GIVEN INFORMATION:
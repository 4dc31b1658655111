use std::collections::{HashMap, HashSet};
use std::sync::atomic::{AtomicU64, Ordering};
use std::sync::Mutex;

use async_trait::async_trait;
use serenity::all::{ChannelId, GuildId, PermissionOverwrite, UserId};

use super::{ChannelSnapshot, MemberVoiceState, Platform, PlatformError, VoiceChannelSpec};

/// Mutating call recorded by [`MockPlatform`]
#[derive(Debug, Clone)]
pub enum Call {
    CreateVoiceChannel(VoiceChannelSpec),
    CreateCategory(String),
    DeleteChannel(ChannelId),
    SetOverwrite(ChannelId, UserId, Option<PermissionOverwrite>),
    MoveMember(UserId, Option<ChannelId>),
    SetMute(UserId, bool),
}

#[derive(Default)]
struct State {
    channels: HashMap<ChannelId, String>,
    categories: HashMap<String, ChannelId>,
    voice: HashMap<UserId, MemberVoiceState>,
    calls: Vec<Call>,
    fail_create: Option<PlatformError>,
    fail_delete: Option<PlatformError>,
    fail_overwrite: Option<PlatformError>,
    fail_move: Option<PlatformError>,
    fail_category: Option<PlatformError>,
    fail_overwrite_for: HashMap<UserId, PlatformError>,
    /// Yield to the scheduler before every platform call
    yielding: bool,
}

/// In-memory platform that records every mutating call
pub struct MockPlatform {
    state: Mutex<State>,
    next_id: AtomicU64,
}

impl MockPlatform {
    pub fn new() -> Self {
        Self {
            state: Mutex::new(State::default()),
            next_id: AtomicU64::new(1000),
        }
    }

    fn state(&self) -> std::sync::MutexGuard<'_, State> {
        self.state.lock().unwrap()
    }

    /// Suspension point standing in for a network round trip
    async fn round_trip(&self) {
        let yielding = self.state().yielding;
        if yielding {
            tokio::task::yield_now().await;
        }
    }

    /// Let concurrent callers interleave at every platform call
    pub fn set_yielding(&self) {
        self.state().yielding = true;
    }

    pub fn add_channel(&self, channel_id: ChannelId, name: &str) {
        self.state().channels.insert(channel_id, name.to_string());
    }

    pub fn remove_channel(&self, channel_id: ChannelId) {
        let mut state = self.state();
        state.channels.remove(&channel_id);
        state.voice.retain(|_, vs| vs.channel_id != channel_id);
    }

    pub fn add_category(&self, name: &str, id: ChannelId) {
        self.state().categories.insert(name.to_string(), id);
    }

    pub fn join(&self, user_id: UserId, channel_id: ChannelId) {
        self.state().voice.insert(
            user_id,
            MemberVoiceState {
                channel_id,
                muted: false,
            },
        );
    }

    pub fn leave(&self, user_id: UserId) {
        self.state().voice.remove(&user_id);
    }

    pub fn is_muted(&self, user_id: UserId) -> bool {
        self.state().voice.get(&user_id).map(|vs| vs.muted).unwrap_or(false)
    }

    pub fn fail_create(&self, err: PlatformError) {
        self.state().fail_create = Some(err);
    }

    pub fn fail_delete(&self, err: Option<PlatformError>) {
        self.state().fail_delete = err;
    }

    pub fn fail_overwrite(&self, err: PlatformError) {
        self.state().fail_overwrite = Some(err);
    }

    /// Fail overwrite changes for one member only
    pub fn fail_overwrite_for(&self, user_id: UserId, err: PlatformError) {
        self.state().fail_overwrite_for.insert(user_id, err);
    }

    pub fn fail_category(&self, err: PlatformError) {
        self.state().fail_category = Some(err);
    }

    pub fn fail_move(&self, err: PlatformError) {
        self.state().fail_move = Some(err);
    }

    pub fn calls(&self) -> Vec<Call> {
        self.state().calls.clone()
    }

    pub fn delete_calls(&self) -> usize {
        self.calls()
            .iter()
            .filter(|c| matches!(c, Call::DeleteChannel(_)))
            .count()
    }
}

impl Default for MockPlatform {
    fn default() -> Self {
        Self::new()
    }
}

#[async_trait]
impl Platform for MockPlatform {
    async fn create_voice_channel(
        &self,
        _guild_id: GuildId,
        spec: VoiceChannelSpec,
    ) -> Result<ChannelId, PlatformError> {
        self.round_trip().await;
        let mut state = self.state();
        if let Some(err) = state.fail_create.clone() {
            return Err(err);
        }
        let id = ChannelId::new(self.next_id.fetch_add(1, Ordering::SeqCst));
        state.channels.insert(id, spec.name.clone());
        state.calls.push(Call::CreateVoiceChannel(spec));
        Ok(id)
    }

    async fn delete_channel(
        &self,
        channel_id: ChannelId,
        _reason: &str,
    ) -> Result<(), PlatformError> {
        self.round_trip().await;
        let mut state = self.state();
        state.calls.push(Call::DeleteChannel(channel_id));
        if let Some(err) = state.fail_delete.clone() {
            return Err(err);
        }
        match state.channels.remove(&channel_id) {
            Some(_) => Ok(()),
            None => Err(PlatformError::NotFound),
        }
    }

    async fn set_permission_overwrite(
        &self,
        channel_id: ChannelId,
        user_id: UserId,
        overwrite: Option<PermissionOverwrite>,
    ) -> Result<(), PlatformError> {
        self.round_trip().await;
        let mut state = self.state();
        if let Some(err) = state.fail_overwrite.clone() {
            return Err(err);
        }
        if let Some(err) = state.fail_overwrite_for.get(&user_id).cloned() {
            return Err(err);
        }
        state.calls.push(Call::SetOverwrite(channel_id, user_id, overwrite));
        Ok(())
    }

    async fn move_member(
        &self,
        _guild_id: GuildId,
        user_id: UserId,
        destination: Option<ChannelId>,
    ) -> Result<(), PlatformError> {
        self.round_trip().await;
        let mut state = self.state();
        if let Some(err) = state.fail_move.clone() {
            return Err(err);
        }
        state.calls.push(Call::MoveMember(user_id, destination));
        match destination {
            Some(channel_id) => {
                state.voice.insert(
                    user_id,
                    MemberVoiceState {
                        channel_id,
                        muted: false,
                    },
                );
            }
            None => {
                state.voice.remove(&user_id);
            }
        }
        Ok(())
    }

    async fn set_member_mute(
        &self,
        _guild_id: GuildId,
        user_id: UserId,
        mute: bool,
    ) -> Result<(), PlatformError> {
        self.round_trip().await;
        let mut state = self.state();
        state.calls.push(Call::SetMute(user_id, mute));
        if let Some(vs) = state.voice.get_mut(&user_id) {
            vs.muted = mute;
        }
        Ok(())
    }

    async fn resolve_or_create_category(
        &self,
        _guild_id: GuildId,
        name: &str,
        _reason: &str,
    ) -> Result<ChannelId, PlatformError> {
        self.round_trip().await;
        let mut state = self.state();
        if let Some(err) = state.fail_category.clone() {
            return Err(err);
        }
        if let Some(id) = state.categories.get(name) {
            return Ok(*id);
        }
        let id = ChannelId::new(self.next_id.fetch_add(1, Ordering::SeqCst));
        state.categories.insert(name.to_string(), id);
        state.calls.push(Call::CreateCategory(name.to_string()));
        Ok(id)
    }

    async fn resolve_channel(
        &self,
        guild_id: GuildId,
        channel_id: ChannelId,
    ) -> Result<ChannelSnapshot, PlatformError> {
        self.round_trip().await;
        let state = self.state();
        state
            .channels
            .get(&channel_id)
            .map(|name| ChannelSnapshot {
                id: channel_id,
                guild_id,
                name: name.clone(),
            })
            .ok_or(PlatformError::NotFound)
    }

    async fn list_channel_members(
        &self,
        _guild_id: GuildId,
        channel_id: ChannelId,
    ) -> Result<Vec<UserId>, PlatformError> {
        self.round_trip().await;
        let state = self.state();
        if !state.channels.contains_key(&channel_id) {
            return Err(PlatformError::NotFound);
        }
        let members: HashSet<UserId> = state
            .voice
            .iter()
            .filter(|(_, vs)| vs.channel_id == channel_id)
            .map(|(id, _)| *id)
            .collect();
        Ok(members.into_iter().collect())
    }

    fn voice_state(&self, _guild_id: GuildId, user_id: UserId) -> Option<MemberVoiceState> {
        self.state().voice.get(&user_id).copied()
    }
}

THE PROBLEM: Copy the entire listing, keeping each line exactly as it is.

RESULT OF THIS TASK:
repository 4dc31b1658655111
use std::collections::{HashMap, HashSet};
use std::sync::atomic::{AtomicU64, Ordering};
use std::sync::Mutex;

use async_trait::async_trait;
use serenity::all::{ChannelId, GuildId, PermissionOverwrite, UserId};

use super::{ChannelSnapshot, MemberVoiceState, Platform, PlatformError, VoiceChannelSpec};

/// Mutating call recorded by [`MockPlatform`]
#[derive(Debug, Clone)]
pub enum Call {
    CreateVoiceChannel(VoiceChannelSpec),
    CreateCategory(String),
    DeleteChannel(ChannelId),
    SetOverwrite(ChannelId, UserId, Option<PermissionOverwrite>),
    MoveMember(UserId, Option<ChannelId>),
    SetMute(UserId, bool),
}

#[derive(Default)]
struct State {
    channels: HashMap<ChannelId, String>,
    categories: HashMap<String, ChannelId>,
    voice: HashMap<UserId, MemberVoiceState>,
    calls: Vec<Call>,
    fail_create: Option<PlatformError>,
    fail_delete: Option<PlatformError>,
    fail_overwrite: Option<PlatformError>,
    fail_move: Option<PlatformError>,
    fail_category: Option<PlatformError>,
    fail_overwrite_for: HashMap<UserId, PlatformError>,
    /// Yield to the scheduler before every platform call
    yielding: bool,
}

/// In-memory platform that records every mutating call
pub struct MockPlatform {
    state: Mutex<State>,
    next_id: AtomicU64,
}

impl MockPlatform {
    pub fn new() -> Self {
        Self {
            state: Mutex::new(State::default()),
            next_id: AtomicU64::new(1000),
        }
    }

    fn state(&self) -> std::sync::MutexGuard<'_, State> {
        self.state.lock().unwrap()
    }

    /// Suspension point standing in for a network round trip
    async fn round_trip(&self) {
        let yielding = self.state().yielding;
        if yielding {
            tokio::task::yield_now().await;
        }
    }

    /// Let concurrent callers interleave at every platform call
    pub fn set_yielding(&self) {
        self.state().yielding = true;
    }

    pub fn add_channel(&self, channel_id: ChannelId, name: &str) {
        self.state().channels.insert(channel_id, name.to_string());
    }

    pub fn remove_channel(&self, channel_id: ChannelId) {
        let mut state = self.state();
        state.channels.remove(&channel_id);
        state.voice.retain(|_, vs| vs.channel_id != channel_id);
    }

    pub fn add_category(&self, name: &str, id: ChannelId) {
        self.state().categories.insert(name.to_string(), id);
    }

    pub fn join(&self, user_id: UserId, channel_id: ChannelId) {
        self.state().voice.insert(
            user_id,
            MemberVoiceState {
                channel_id,
                muted: false,
            },
        );
    }

    pub fn leave(&self, user_id: UserId) {
        self.state().voice.remove(&user_id);
    }

    pub fn is_muted(&self, user_id: UserId) -> bool {
        self.state().voice.get(&user_id).map(|vs| vs.muted).unwrap_or(false)
    }

    pub fn fail_create(&self, err: PlatformError) {
        self.state().fail_create = Some(err);
    }

    pub fn fail_delete(&self, err: Option<PlatformError>) {
        self.state().fail_delete = err;
    }

    pub fn fail_overwrite(&self, err: PlatformError) {
        self.state().fail_overwrite = Some(err);
    }

    /// Fail overwrite changes for one member only
    pub fn fail_overwrite_for(&self, user_id: UserId, err: PlatformError) {
        self.state().fail_overwrite_for.insert(user_id, err);
    }

    pub fn fail_category(&self, err: PlatformError) {
        self.state().fail_category = Some(err);
    }

    pub fn fail_move(&self, err: PlatformError) {
        self.state().fail_move = Some(err);
    }

    pub fn calls(&self) -> Vec<Call> {
        self.state().calls.clone()
    }

    pub fn delete_calls(&self) -> usize {
        self.calls()
            .iter()
            .filter(|c| matches!(c, Call::DeleteChannel(_)))
            .count()
    }
}

impl Default for MockPlatform {
    fn default() -> Self {
        Self::new()
    }
}

#[async_trait]
impl Platform for MockPlatform {
    async fn create_voice_channel(
        &self,
        _guild_id: GuildId,
        spec: VoiceChannelSpec,
    ) -> Result<ChannelId, PlatformError> {
        self.round_trip().await;
        let mut state = self.state();
        if let Some(err) = state.fail_create.clone() {
            return Err(err);
        }
        let id = ChannelId::new(self.next_id.fetch_add(1, Ordering::SeqCst));
        state.channels.insert(id, spec.name.clone());
        state.calls.push(Call::CreateVoiceChannel(spec));
        Ok(id)
    }

    async fn delete_channel(
        &self,
        channel_id: ChannelId,
        _reason: &str,
    ) -> Result<(), PlatformError> {
        self.round_trip().await;
        let mut state = self.state();
        state.calls.push(Call::DeleteChannel(channel_id));
        if let Some(err) = state.fail_delete.clone() {
            return Err(err);
        }
        match state.channels.remove(&channel_id) {
            Some(_) => Ok(()),
            None => Err(PlatformError::NotFound),
        }
    }

    async fn set_permission_overwrite(
        &self,
        channel_id: ChannelId,
        user_id: UserId,
        overwrite: Option<PermissionOverwrite>,
    ) -> Result<(), PlatformError> {
        self.round_trip().await;
        let mut state = self.state();
        if let Some(err) = state.fail_overwrite.clone() {
            return Err(err);
        }
        if let Some(err) = state.fail_overwrite_for.get(&user_id).cloned() {
            return Err(err);
        }
        state.calls.push(Call::SetOverwrite(channel_id, user_id, overwrite));
        Ok(())
    }

    async fn move_member(
        &self,
        _guild_id: GuildId,
        user_id: UserId,
        destination: Option<ChannelId>,
    ) -> Result<(), PlatformError> {
        self.round_trip().await;
        let mut state = self.state();
        if let Some(err) = state.fail_move.clone() {
            return Err(err);
        }
        state.calls.push(Call::MoveMember(user_id, destination));
        match destination {
            Some(channel_id) => {
                state.voice.insert(
                    user_id,
                    MemberVoiceState {
                        channel_id,
                        muted: false,
                    },
                );
            }
            None => {
                state.voice.remove(&user_id);
            }
        }
        Ok(())
    }

    async fn set_member_mute(
        &self,
        _guild_id: GuildId,
        user_id: UserId,
        mute: bool,
    ) -> Result<(), PlatformError> {
        self.round_trip().await;
        let mut state = self.state();
        state.calls.push(Call::SetMute(user_id, mute));
        if let Some(vs) = state.voice.get_mut(&user_id) {
            vs.muted = mute;
        }
        Ok(())
    }

    async fn resolve_or_create_category(
        &self,
        _guild_id: GuildId,
        name: &str,
        _reason: &str,
    ) -> Result<ChannelId, PlatformError> {
        self.round_trip().await;
        let mut state = self.state();
        if let Some(err) = state.fail_category.clone() {
            return Err(err);
        }
        if let Some(id) = state.categories.get(name) {
            return Ok(*id);
        }
        let id = ChannelId::new(self.next_id.fetch_add(1, Ordering::SeqCst));
        state.categories.insert(name.to_string(), id);
        state.calls.push(Call::CreateCategory(name.to_string()));
        Ok(id)
    }

    async fn resolve_channel(
        &self,
        guild_id: GuildId,
        channel_id: ChannelId,
    ) -> Result<ChannelSnapshot, PlatformError> {
        self.round_trip().await;
        let state = self.state();
        state
            .channels
            .get(&channel_id)
            .map(|name| ChannelSnapshot {
                id: channel_id,
                guild_id,
                name: name.clone(),
            })
            .ok_or(PlatformError::NotFound)
    }

    async fn list_channel_members(
        &self,
        _guild_id: GuildId,
        channel_id: ChannelId,
    ) -> Result<Vec<UserId>, PlatformError> {
        self.round_trip().await;
        let state = self.state();
        if !state.channels.contains_key(&channel_id) {
            return Err(PlatformError::NotFound);
        }
        let members: HashSet<UserId> = state
            .voice
            .iter()
            .filter(|(_, vs)| vs.channel_id == channel_id)
            .map(|(id, _)| *id)
            .collect();
        Ok(members.into_iter().collect())
    }

    fn voice_state(&self, _guild_id: GuildId, user_id: UserId) -> Option<MemberVoiceState> {
        self.state().voice.get(&user_id).copied()
    }
}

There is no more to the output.